[Toybox] Thoughts on seperating shell dependencies and MAYFORK commands?

Mouse mouse at Rodents-Montreal.ORG
Wed Feb 21 09:19:42 PST 2024


>> I'm not a routine toybox user.  But, to the extent that toybox tries
>> to be general-purpose, perhaps some comments from general-purpose
>> shell use are relevant here.
> "Not a question, more of a comment."

Exactly.

>>> There used to be a blog that handed out the "unnecessary use of
>>> cat" award, because redirects are cheaper.
>> When they work.  I never investigated enough to be in a position to
>> say anything definite, but I've seen occasional (emphasis on
>> "occasional") cases where cat THING | ... works, but < THING ...
>> doesn't.  Maybe all such cases represent bugs?  Not sure.
> You didn't give enough information for me to guess why you couldn't
> get it to work.

No, of course not.  Nor did I intend to, because I don't have enough
information, and you are highly unlikely to be using the same software
I was using at the time anyway.

That was not a report for you to investigate but more a warning against
assuming that "cat THING | ..." and "< THING ..." are necessarily
equivalent.  They are in most cases, yes, but most != all.
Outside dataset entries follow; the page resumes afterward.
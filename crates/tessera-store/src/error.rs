//! Error types for the store module.

use thiserror::Error;

/// Errors that can occur during store operations.
#[derive(Debug, Error)]
pub enum StoreError {
    /// Database error from SQLite.
    #[error("database error: {0}")]
    Database(#[from] rusqlite::Error),

    /// Record serialization/deserialization error.
    #[error("serialization error: {0}")]
    Serialization(String),

    /// Migration error.
    #[error("migration error: {0}")]
    Migration(String),

    /// A lock guarding store state was poisoned by a panicking writer.
    #[error("store lock poisoned")]
    Poisoned,

    /// A blocking database task failed to complete.
    #[error("blocking task failed: {0}")]
    Task(String),

    /// I/O error.
    #[error("I/O error: {0}")]
    Io(#[from] std::io::Error),
}

/// Result type for store operations.
pub type Result<T> = std::result::Result<T, StoreError>;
Perhaps toybox considers it a bug, to be fixed, for them to differ; in
that case, it's more reasonable to perform that transformation (though
I still don't like it, as I mentioned further down, in text that's not
making it into this email).

>> I've also (though less often) had cases where I don't want to wait
>> for the whole list to be computed before getting working on the
>> first few items.
> It is often possible to rewrite a "fast on single processor when all
> data is immediately available" thing for more parallelism or
> progressive processing of gradually delivered input, yes.
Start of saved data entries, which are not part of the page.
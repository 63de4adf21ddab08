//! Key namespaces.
//!
//! - `==name`: frozen, the first writer (by timestamp) owns the key forever.
//! - `:<address>.<rest>`: address-bound, only `<address>` may write.
//! - anything else: plain, newest write wins.

use crate::crypto::Address;

/// Prefix of frozen (first-writer-wins) keys.
pub const FROZEN_PREFIX: &str = "==";

/// Prefix of address-bound keys.
pub const ADDRESS_PREFIX: &str = ":";

/// Maximum key length in bytes.
pub const MAX_KEY_LEN: usize = 1024;

/// The namespace a key belongs to.
#[derive(Debug, Clone, Copy, PartialEq, Eq)]
pub enum KeySpace<'a> {
    /// `==name`
    Frozen { name: &'a str },
    /// `:<address>.<rest>`; `rest` is empty when the key has no `.`.
    AddressBound { address: &'a str, rest: &'a str },
    /// Everything else.
    Plain,
}

impl<'a> KeySpace<'a> {
    /// Classify a key by its prefix.
    pub fn of(key: &'a str) -> Self {
        if let Some(name) = key.strip_prefix(FROZEN_PREFIX) {
            return KeySpace::Frozen { name };
        }
        if let Some(body) = key.strip_prefix(ADDRESS_PREFIX) {
            let (address, rest) = body.split_once('.').unwrap_or((body, ""));
            return KeySpace::AddressBound { address, rest };
        }
        KeySpace::Plain
    }

    pub fn is_frozen(&self) -> bool {
        matches!(self, KeySpace::Frozen { .. })
    }
}

/// Separates a CRDT key from the writer in a change-log storage slot.
pub const LOG_SEPARATOR: char = '\u{1f}';

/// Storage slot holding `address`'s latest change log for the CRDT `key`.
pub fn crdt_log_key(key: &str, address: &Address) -> String {
    format!("{}{}", crdt_log_prefix(key), address.to_hex())
}

/// Prefix shared by every writer's change-log slot for `key`.
pub fn crdt_log_prefix(key: &str) -> String {
    format!("{key}{LOG_SEPARATOR}")
}

/// Build a frozen key for `name`.
pub fn frozen_key(name: &str) -> String {
    format!("{FROZEN_PREFIX}{name}")
}

/// Build an address-bound key owned by `address`.
pub fn address_key(address: &Address, rest: &str) -> String {
    format!("{ADDRESS_PREFIX}{}.{rest}", address.to_hex())
}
My cases are more often things like "search filesystem for certain
things, looking for one with a certain property" when that property is
common enough among the objects in question that one will likely be
found before getting very far into the list, but the filesystem search
produces list items at a slow enough rate that processing them as
they're found finds the desired hit faster than batching will.

Come to think of it, that's another option I could add to mxa: don't
block waiting for input unless there are no arguments pending.

> Which gnu/less keeps breaking again every few years:

>   $ while sleep .5; do echo -n .; done | less

You don't say what it is that that does that you consider broken.  I'm
going to guess that the behaviour in question is less's failure to
update its displays as the dots come in.

I'm not sure I would expect that to behave otherwise, regardless of
GNU; I _think_ every version of less I've ever used does that.  The
version of less I carry around with me (I do that to get predictable
behaviour) has Mark Nudelman two-clause BSD copyright licenses, and
nothing else, and thus I feel moderately confident it has nothing to do
with GNU.  But as far as I can see it behaves the same as /usr/bin/less
on an Ubuntu 22.04.3 LTS work machine I have access to in that regard.